I am planning to work on a design that will involve a large number of 16-bit or 8-bit ALUs (about half a million) connected in a mesh-grid structure.. Which FPGA will be the best choice?
I think you should start vhdl or Verilog coding for that and then simulate in Xilinx ISE. While simulation 4 input have to be provided namely , family, device, package and speed. One example input may be Spartan 3E, XE3S500E, FG320, -4 respectively. With this input if your simulation runs successfully then go for that hardware spec. After simulation you can check Design Summery which will help you to decide future flexibility.
Thank you for your answer. I am familiar with the simulation environment Xilinx ISE and VHDL Programming. However, my works now are limited only to RTL Schematics and Testbench waveforms. I have designed an 8-bit ALU and some simple circuits.
I have asked this question in order to estimate the budget of the project that I want to work on. As far as I know, the logic count varies from one FPGA chip to another. And so varies the cost. Therefore it will be helpful for me if I know which chip I should go for before starting the project work.
When you are looking for large logic capacity, then I would recommend Xilinx Virtex-7 or even Xilinx UltraScale. The very smallest chips of these families start at around thousand Euros and the biggest ones cost you several (!) tens of thousands per chip. I consider anything older than that as insufficient for your goals and I consider the UltraScale+ as too new (availability might be an issue; but didn't check that). The family overview pdfs can be found here:
The largest Virtex-7, i.e. the XC7V2000T has 305 thousand slices, i.e. 1.2 million LUTs. When you really want to implement 0.5 million ALUs, then this FPGA is too small for you (as each LUT has only 1 bit output).
The largest Virtex UltraScale, i.e. the XCVU440 has 2.5 million LUTs. For your project that would mean 5 LUTs per ALU. So it is impossible to implement an 8-bit ALU here.
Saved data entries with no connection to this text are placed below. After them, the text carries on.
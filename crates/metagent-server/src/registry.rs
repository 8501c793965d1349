//! Agent Registry
//!
//! In-memory agent store mirrored to a JSON file so definitions survive
//! restarts. The in-memory map is the source of truth for the running
//! process: save failures are logged and never propagated to callers.

use std::collections::HashMap;
use std::path::{Path, PathBuf};

use tokio::sync::RwLock;

use metagent_core::AgentDefinition;

/// Registry of synthesized agents with JSON-file persistence.
pub struct AgentRegistry {
    agents: RwLock<HashMap<String, AgentDefinition>>,
    store_path: PathBuf,
}

impl AgentRegistry {
    /// Opens the registry at `store_path`, loading any saved agents.
    ///
    /// A missing file starts an empty registry. A file that is not a JSON
    /// array also starts empty (logged); individual entries that fail to
    /// deserialize are skipped with a warning so one bad record cannot
    /// take the rest of the store down.
    pub fn open(store_path: impl Into<PathBuf>) -> Self {
        let store_path = store_path.into();
        let agents = load_snapshot(&store_path);
        Self {
            agents: RwLock::new(agents),
            store_path,
        }
    }

    /// Inserts or replaces an agent, then saves the snapshot.
    pub async fn add(&self, definition: AgentDefinition) {
        let mut agents = self.agents.write().await;
        agents.insert(definition.agent_id.clone(), definition);
        self.persist(&agents).await;
    }

    pub async fn get(&self, agent_id: &str) -> Option<AgentDefinition> {
        self.agents.read().await.get(agent_id).cloned()
    }

    /// All stored agents, newest first.
    pub async fn list(&self) -> Vec<AgentDefinition> {
        let agents = self.agents.read().await;
        let mut all: Vec<AgentDefinition> = agents.values().cloned().collect();
        all.sort_by(|a, b| b.created_at.cmp(&a.created_at));
        all
    }

    /// Removes an agent and saves. Unknown ids return `false` without
    /// touching the store.
    pub async fn delete(&self, agent_id: &str) -> bool {
        let mut agents = self.agents.write().await;
        if agents.remove(agent_id).is_none() {
            return false;
        }
        self.persist(&agents).await;
        true
    }

    pub async fn count(&self) -> usize {
        self.agents.read().await.len()
    }

    async fn persist(&self, agents: &HashMap<String, AgentDefinition>) {
        let mut all: Vec<&AgentDefinition> = agents.values().collect();
        all.sort_by(|a, b| a.created_at.cmp(&b.created_at));

        let payload = match serde_json::to_string_pretty(&all) {
            Ok(payload) => payload,
            Err(e) => {
                tracing::error!("Failed to serialize the agent store: {}", e);
                return;
            }
        };

        if let Some(parent) = self.store_path.parent() {
            if !parent.as_os_str().is_empty() {
                if let Err(e) = tokio::fs::create_dir_all(parent).await {
                    tracing::error!("Failed to create {}: {}", parent.display(), e);
                    return;
                }
            }
        }

        if let Err(e) = tokio::fs::write(&self.store_path, payload).await {
            tracing::error!(
                "Failed to save agents to {}: {}",
                self.store_path.display(),
                e
            );
        }
    }
}

fn load_snapshot(path: &Path) -> HashMap<String, AgentDefinition> {
    let raw = match std::fs::read_to_string(path) {
        Ok(raw) => raw,
        Err(_) => return HashMap::new(),
    };

    let entries: Vec<serde_json::Value> = match serde_json::from_str(&raw) {
        Ok(entries) => entries,
        Err(e) => {
            tracing::warn!("Agent store {} is not a JSON array: {}", path.display(), e);
            return HashMap::new();
        }
    };

    let mut agents = HashMap::new();
    for entry in entries {
        match serde_json::from_value::<AgentDefinition>(entry) {
            Ok(definition) => {
                agents.insert(definition.agent_id.clone(), definition);
            }
            Err(e) => tracing::warn!("Skipping malformed agent entry: {}", e),
        }
    }
    agents
}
And this estimation did not even consider the interconnect between the ALUs that might need extra LUTs for multiplexers or whatever.
If you really want to target such a big design, then you will need a multi-FPGA platform, which comes at huge cost, significant get-it-running overhead, and terrible debugging headache. By chance we are using such a platform in one of our bigger projects, but we have several people responsible for it and trying to maintain/integrate everything. If I remember correctly, then we paid 60 thousand Euros (plus tax) for it and that price contained significant University savings after long negotiations with multiple companies. The performance of multi-FPGA platforms is really slower than on a single-FPGA board, as communication between the FPGAs has to go via PCB traces. Keeping the FPGAs synchronized to a global clock also reduces the max. frequency. We are talking at about 25+x MHz for our design here.
What I'm trying to tell is, that you'd better have a really good reason to go through this and that you'd better have a team (!) to figure out which platform fulfills your needs, rather than relying on some public comments that range from any multimedia FPGA kit to outdated and low-end Spartan 3s.
But just in case you really want this, here are some companies that produce these systems (incomplete list; just what I currently remember):
* Synopsys HAPS, Synopsys ZeBu (formerly from Eve)
I agree with Lars here. The requirements that you have mentioned cannot be accommodated in a single FPGA.
I would suggest that you first try to test a subset of your design (say something involving 100 8-bit ALUs). I believe you would have already tested the correctness of your logic and design in simulation. You could then target this on an FPGA development board with a Xilinx Virtex-7 or an Altera StratixV, and evaluate if the performance/function that you are trying to achieve through your design of mesh-connected 8-bit ALUs can be really achieved.
If the performance benefit is significant, then you may start thinking about a multi-FPGA system. Till the time that you are absolutely convinced that an FPGA implementation is really going to help you, there is no point in investing such a huge amount of money.
That FPGA has 5720 6-input LUTs. How can you implement 500.000 8-bit ALUs (did you read the question?) in 5720 LUTs? That would mean you have to implement 88 ALUs in a single LUT. That sounds tough to me.
In addition to your question, considering the following comment by you:
"I have asked this question in order to estimate the budget of the project that I want to work on. As far as I know, the logic count varies from one FPGA chip to another. And so varies the cost. Therefore it will be helpful for me if I know which chip I should go for before starting the project work."
What I understood is that besides the high requirements of your design your concern at the moment is to estimate the budget.
I think making a conservative estimate is the safest, taking into account the fact that it is difficult to quantify the exact requirement of the design at the moment. Therefore, you should go for the device (available in the market) which can fit the largest of your design.